Work required: When you find the word "equivalente" in a line of the entries, please copy the whole line.

▬▬▬▬▬▬

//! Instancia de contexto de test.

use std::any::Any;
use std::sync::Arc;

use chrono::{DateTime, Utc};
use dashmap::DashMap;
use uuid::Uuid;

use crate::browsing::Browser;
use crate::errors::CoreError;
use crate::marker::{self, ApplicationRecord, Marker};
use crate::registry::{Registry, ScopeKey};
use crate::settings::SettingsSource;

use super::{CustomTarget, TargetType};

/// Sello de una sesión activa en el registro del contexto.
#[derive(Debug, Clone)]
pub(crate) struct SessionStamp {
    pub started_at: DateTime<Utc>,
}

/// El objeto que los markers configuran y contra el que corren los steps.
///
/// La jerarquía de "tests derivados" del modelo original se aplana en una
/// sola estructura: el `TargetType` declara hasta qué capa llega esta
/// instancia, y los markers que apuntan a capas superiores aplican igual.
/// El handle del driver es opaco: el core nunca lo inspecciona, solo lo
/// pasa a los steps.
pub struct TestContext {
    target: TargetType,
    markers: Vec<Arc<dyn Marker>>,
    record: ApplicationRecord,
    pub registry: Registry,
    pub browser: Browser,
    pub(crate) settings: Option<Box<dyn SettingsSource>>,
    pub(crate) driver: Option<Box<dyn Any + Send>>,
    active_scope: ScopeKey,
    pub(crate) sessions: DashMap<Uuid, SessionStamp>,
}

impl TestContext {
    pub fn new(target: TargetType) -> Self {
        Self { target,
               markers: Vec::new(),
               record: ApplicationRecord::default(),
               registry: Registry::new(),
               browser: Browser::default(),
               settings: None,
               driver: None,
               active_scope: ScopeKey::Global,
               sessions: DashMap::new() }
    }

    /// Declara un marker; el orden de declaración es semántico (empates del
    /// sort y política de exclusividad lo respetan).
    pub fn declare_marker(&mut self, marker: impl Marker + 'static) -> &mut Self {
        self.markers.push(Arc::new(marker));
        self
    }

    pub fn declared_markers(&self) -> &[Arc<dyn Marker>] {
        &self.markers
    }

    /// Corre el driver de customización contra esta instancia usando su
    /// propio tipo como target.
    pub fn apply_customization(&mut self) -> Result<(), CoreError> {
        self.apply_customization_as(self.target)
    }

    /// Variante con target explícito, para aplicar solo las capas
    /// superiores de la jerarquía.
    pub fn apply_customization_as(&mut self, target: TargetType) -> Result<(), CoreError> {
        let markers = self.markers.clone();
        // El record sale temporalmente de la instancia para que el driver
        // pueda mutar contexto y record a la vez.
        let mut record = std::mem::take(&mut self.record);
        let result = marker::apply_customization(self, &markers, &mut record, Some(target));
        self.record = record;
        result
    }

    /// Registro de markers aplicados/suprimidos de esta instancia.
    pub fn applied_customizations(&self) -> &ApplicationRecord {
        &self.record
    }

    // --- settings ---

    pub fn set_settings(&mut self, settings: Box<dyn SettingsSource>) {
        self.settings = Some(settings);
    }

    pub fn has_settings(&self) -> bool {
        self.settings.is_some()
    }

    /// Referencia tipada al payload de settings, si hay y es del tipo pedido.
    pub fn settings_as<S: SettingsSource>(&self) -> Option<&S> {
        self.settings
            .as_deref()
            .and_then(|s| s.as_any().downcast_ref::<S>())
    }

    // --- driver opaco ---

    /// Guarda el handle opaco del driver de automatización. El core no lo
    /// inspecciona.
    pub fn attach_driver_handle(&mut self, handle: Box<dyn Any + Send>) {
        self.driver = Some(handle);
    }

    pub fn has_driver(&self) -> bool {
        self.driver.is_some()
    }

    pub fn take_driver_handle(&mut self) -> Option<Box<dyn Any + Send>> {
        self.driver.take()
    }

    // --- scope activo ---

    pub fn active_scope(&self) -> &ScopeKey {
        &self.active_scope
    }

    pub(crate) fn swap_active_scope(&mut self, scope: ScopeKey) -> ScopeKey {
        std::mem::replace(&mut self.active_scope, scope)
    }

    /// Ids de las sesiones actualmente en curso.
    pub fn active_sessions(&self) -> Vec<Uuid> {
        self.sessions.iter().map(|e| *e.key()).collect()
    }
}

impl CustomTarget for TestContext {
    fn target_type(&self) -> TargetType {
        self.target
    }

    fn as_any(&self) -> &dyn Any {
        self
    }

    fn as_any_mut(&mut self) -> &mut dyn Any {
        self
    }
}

▬▬▬▬▬▬

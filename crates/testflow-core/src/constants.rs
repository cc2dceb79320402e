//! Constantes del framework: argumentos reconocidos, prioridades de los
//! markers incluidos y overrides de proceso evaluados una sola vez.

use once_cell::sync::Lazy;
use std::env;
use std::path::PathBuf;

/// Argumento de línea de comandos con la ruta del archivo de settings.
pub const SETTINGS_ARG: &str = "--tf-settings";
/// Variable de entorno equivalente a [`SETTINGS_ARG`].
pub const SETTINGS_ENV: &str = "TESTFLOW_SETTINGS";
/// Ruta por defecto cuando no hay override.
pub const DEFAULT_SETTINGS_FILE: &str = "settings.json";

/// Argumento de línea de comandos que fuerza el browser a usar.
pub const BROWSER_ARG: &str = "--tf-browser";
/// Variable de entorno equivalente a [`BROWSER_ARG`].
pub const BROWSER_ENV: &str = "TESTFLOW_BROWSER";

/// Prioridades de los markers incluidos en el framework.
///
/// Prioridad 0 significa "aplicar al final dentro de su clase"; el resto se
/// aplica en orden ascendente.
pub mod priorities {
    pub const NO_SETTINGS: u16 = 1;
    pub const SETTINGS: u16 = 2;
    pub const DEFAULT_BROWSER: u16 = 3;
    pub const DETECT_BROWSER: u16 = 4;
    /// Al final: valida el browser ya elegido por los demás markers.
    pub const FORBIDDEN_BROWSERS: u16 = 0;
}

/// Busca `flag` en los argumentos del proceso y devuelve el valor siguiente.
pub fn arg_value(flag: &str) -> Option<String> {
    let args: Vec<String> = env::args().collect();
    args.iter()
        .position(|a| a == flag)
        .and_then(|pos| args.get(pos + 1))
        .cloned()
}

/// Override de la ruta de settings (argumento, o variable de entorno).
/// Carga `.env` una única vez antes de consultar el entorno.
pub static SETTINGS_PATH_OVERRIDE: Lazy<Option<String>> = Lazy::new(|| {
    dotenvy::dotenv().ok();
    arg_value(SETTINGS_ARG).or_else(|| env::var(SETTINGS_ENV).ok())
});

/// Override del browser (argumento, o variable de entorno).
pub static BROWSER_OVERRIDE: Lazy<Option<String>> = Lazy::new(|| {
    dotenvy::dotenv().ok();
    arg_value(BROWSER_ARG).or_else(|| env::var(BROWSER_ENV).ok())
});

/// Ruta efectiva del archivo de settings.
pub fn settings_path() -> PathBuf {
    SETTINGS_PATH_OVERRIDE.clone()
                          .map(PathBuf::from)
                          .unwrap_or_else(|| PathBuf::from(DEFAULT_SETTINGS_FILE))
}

▬▬▬▬▬▬

Written response:
/// Variable de entorno equivalente a [`SETTINGS_ARG`].
/// Variable de entorno equivalente a [`BROWSER_ARG`].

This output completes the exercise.